▶ _Activity_
Show every line from the entries that follow which holds the word "DateTime".

------ Data records

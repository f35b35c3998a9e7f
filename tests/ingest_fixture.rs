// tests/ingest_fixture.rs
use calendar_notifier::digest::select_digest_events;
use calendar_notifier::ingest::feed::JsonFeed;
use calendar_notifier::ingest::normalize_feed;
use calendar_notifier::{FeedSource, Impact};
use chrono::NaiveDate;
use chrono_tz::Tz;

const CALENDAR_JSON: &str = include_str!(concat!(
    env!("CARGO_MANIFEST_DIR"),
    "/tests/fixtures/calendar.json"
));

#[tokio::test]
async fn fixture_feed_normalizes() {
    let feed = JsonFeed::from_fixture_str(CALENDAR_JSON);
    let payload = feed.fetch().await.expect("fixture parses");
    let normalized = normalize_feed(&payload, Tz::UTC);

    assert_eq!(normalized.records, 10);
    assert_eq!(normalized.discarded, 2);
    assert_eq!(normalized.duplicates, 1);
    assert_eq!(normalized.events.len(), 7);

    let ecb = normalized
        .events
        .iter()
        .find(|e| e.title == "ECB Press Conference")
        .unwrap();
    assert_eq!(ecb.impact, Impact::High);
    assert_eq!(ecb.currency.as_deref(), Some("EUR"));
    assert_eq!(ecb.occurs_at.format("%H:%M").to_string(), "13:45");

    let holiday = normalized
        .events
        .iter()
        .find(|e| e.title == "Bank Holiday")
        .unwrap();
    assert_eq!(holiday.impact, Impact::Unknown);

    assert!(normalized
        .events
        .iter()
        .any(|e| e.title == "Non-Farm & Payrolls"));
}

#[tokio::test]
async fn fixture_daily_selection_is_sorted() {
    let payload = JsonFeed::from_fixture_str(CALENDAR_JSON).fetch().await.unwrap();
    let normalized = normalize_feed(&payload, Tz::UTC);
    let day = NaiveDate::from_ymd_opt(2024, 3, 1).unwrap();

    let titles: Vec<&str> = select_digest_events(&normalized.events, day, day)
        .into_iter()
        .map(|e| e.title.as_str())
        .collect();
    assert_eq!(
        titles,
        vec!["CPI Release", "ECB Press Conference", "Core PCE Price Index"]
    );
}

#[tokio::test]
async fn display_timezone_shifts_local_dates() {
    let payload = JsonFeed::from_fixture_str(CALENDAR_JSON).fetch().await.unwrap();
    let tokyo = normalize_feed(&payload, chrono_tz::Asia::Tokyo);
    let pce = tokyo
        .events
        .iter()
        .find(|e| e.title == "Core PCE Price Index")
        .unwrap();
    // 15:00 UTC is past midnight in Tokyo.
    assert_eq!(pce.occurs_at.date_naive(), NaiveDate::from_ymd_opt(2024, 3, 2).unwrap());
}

------------
------ Data records

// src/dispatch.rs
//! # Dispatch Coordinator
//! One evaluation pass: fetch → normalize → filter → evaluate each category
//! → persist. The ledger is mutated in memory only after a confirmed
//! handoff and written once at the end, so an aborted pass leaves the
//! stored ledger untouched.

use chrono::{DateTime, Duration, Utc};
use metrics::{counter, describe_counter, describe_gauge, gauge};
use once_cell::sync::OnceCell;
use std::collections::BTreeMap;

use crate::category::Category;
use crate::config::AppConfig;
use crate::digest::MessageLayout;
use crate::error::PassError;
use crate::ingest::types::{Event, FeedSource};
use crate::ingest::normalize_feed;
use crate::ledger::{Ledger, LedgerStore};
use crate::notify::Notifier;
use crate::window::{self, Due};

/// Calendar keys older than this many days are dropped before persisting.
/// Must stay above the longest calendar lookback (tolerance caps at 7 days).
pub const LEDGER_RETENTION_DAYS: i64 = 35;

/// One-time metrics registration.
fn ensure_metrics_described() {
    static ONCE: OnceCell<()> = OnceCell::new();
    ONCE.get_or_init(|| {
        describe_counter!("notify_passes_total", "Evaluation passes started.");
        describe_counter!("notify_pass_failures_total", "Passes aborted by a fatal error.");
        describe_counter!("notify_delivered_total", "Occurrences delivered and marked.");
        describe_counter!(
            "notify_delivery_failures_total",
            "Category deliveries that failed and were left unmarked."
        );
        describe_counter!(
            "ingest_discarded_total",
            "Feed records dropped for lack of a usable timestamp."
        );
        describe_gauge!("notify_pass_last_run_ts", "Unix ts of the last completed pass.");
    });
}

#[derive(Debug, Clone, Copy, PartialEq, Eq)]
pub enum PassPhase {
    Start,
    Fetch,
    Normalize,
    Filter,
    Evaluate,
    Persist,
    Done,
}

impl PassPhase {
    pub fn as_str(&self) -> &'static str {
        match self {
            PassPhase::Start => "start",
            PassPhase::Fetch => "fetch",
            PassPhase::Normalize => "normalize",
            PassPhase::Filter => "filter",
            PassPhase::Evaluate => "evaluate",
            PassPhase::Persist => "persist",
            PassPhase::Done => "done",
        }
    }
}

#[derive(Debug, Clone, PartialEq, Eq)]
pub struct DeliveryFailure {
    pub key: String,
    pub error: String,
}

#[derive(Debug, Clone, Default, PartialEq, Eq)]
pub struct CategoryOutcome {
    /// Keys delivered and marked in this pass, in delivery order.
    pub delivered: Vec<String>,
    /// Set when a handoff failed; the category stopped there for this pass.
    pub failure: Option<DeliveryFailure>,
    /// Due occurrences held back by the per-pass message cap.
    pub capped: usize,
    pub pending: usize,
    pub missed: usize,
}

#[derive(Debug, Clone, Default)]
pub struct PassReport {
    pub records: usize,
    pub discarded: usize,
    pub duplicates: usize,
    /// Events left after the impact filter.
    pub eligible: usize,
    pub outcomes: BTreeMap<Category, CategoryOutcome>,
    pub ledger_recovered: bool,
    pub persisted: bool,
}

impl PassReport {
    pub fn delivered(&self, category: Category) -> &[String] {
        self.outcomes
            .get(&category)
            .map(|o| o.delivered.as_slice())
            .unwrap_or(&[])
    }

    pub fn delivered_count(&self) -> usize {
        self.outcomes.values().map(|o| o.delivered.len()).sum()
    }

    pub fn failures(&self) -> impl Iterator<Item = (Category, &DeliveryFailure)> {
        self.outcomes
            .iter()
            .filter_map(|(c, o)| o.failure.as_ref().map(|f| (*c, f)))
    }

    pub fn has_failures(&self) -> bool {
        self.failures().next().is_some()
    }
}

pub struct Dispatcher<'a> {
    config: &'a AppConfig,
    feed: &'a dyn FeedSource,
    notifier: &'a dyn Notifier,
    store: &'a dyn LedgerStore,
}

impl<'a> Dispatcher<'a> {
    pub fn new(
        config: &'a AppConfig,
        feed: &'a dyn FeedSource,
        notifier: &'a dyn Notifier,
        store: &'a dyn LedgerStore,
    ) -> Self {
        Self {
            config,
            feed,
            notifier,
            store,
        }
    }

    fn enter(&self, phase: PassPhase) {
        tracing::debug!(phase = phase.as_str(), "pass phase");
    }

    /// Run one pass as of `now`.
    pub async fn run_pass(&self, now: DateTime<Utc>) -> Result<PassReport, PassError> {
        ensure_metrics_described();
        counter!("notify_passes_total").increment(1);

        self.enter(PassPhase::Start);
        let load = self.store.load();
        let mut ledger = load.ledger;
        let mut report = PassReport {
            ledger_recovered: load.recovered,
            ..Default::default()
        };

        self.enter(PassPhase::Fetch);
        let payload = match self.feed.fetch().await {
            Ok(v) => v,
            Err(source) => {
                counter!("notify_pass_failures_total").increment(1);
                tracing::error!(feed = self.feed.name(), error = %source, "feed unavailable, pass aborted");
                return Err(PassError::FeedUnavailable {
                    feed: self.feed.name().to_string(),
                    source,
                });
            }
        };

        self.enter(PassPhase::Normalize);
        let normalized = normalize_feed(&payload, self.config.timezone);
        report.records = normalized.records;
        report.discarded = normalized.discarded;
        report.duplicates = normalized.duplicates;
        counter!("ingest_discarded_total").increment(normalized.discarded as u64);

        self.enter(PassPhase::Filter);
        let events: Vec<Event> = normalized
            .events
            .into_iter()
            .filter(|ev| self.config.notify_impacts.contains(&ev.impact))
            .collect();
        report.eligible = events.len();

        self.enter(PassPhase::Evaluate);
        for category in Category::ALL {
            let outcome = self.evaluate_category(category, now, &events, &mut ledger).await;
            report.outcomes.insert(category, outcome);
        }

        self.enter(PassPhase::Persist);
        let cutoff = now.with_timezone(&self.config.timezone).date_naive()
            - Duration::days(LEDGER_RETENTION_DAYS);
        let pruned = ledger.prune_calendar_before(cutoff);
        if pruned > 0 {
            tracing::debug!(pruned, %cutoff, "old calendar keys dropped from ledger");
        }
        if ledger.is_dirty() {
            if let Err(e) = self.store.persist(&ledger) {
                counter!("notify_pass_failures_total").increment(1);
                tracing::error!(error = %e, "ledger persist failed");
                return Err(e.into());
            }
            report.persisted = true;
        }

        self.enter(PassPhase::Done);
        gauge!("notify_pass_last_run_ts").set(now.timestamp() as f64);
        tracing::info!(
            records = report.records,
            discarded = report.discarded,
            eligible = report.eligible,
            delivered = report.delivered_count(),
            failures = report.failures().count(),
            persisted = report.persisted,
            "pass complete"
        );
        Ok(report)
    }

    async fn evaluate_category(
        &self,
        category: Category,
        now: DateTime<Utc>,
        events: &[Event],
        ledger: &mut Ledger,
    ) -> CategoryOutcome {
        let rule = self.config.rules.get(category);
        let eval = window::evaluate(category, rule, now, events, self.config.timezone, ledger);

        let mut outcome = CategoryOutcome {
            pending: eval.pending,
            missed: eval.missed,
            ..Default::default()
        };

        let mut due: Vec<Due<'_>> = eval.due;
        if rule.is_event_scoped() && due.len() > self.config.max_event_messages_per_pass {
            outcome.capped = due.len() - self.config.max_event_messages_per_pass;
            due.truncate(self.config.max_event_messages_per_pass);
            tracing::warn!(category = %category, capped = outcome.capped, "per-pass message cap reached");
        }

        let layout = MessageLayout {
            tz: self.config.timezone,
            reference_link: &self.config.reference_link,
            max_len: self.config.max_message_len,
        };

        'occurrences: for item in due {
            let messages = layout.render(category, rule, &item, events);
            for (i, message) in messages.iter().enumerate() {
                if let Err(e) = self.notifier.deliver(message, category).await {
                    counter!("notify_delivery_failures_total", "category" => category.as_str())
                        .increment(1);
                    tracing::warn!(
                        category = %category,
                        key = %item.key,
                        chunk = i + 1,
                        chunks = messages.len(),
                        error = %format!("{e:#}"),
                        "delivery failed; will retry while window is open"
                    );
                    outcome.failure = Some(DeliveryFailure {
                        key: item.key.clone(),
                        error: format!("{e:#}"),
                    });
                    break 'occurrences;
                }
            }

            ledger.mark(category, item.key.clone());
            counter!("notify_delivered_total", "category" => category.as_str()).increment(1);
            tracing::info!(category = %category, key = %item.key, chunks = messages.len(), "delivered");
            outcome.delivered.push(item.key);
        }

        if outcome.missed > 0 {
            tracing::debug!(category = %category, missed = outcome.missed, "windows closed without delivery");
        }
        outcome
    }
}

------------

▶ _Exercise output_
use chrono::{DateTime, Duration, Utc};
    pub async fn run_pass(&self, now: DateTime<Utc>) -> Result<PassReport, PassError> {
        now: DateTime<Utc>,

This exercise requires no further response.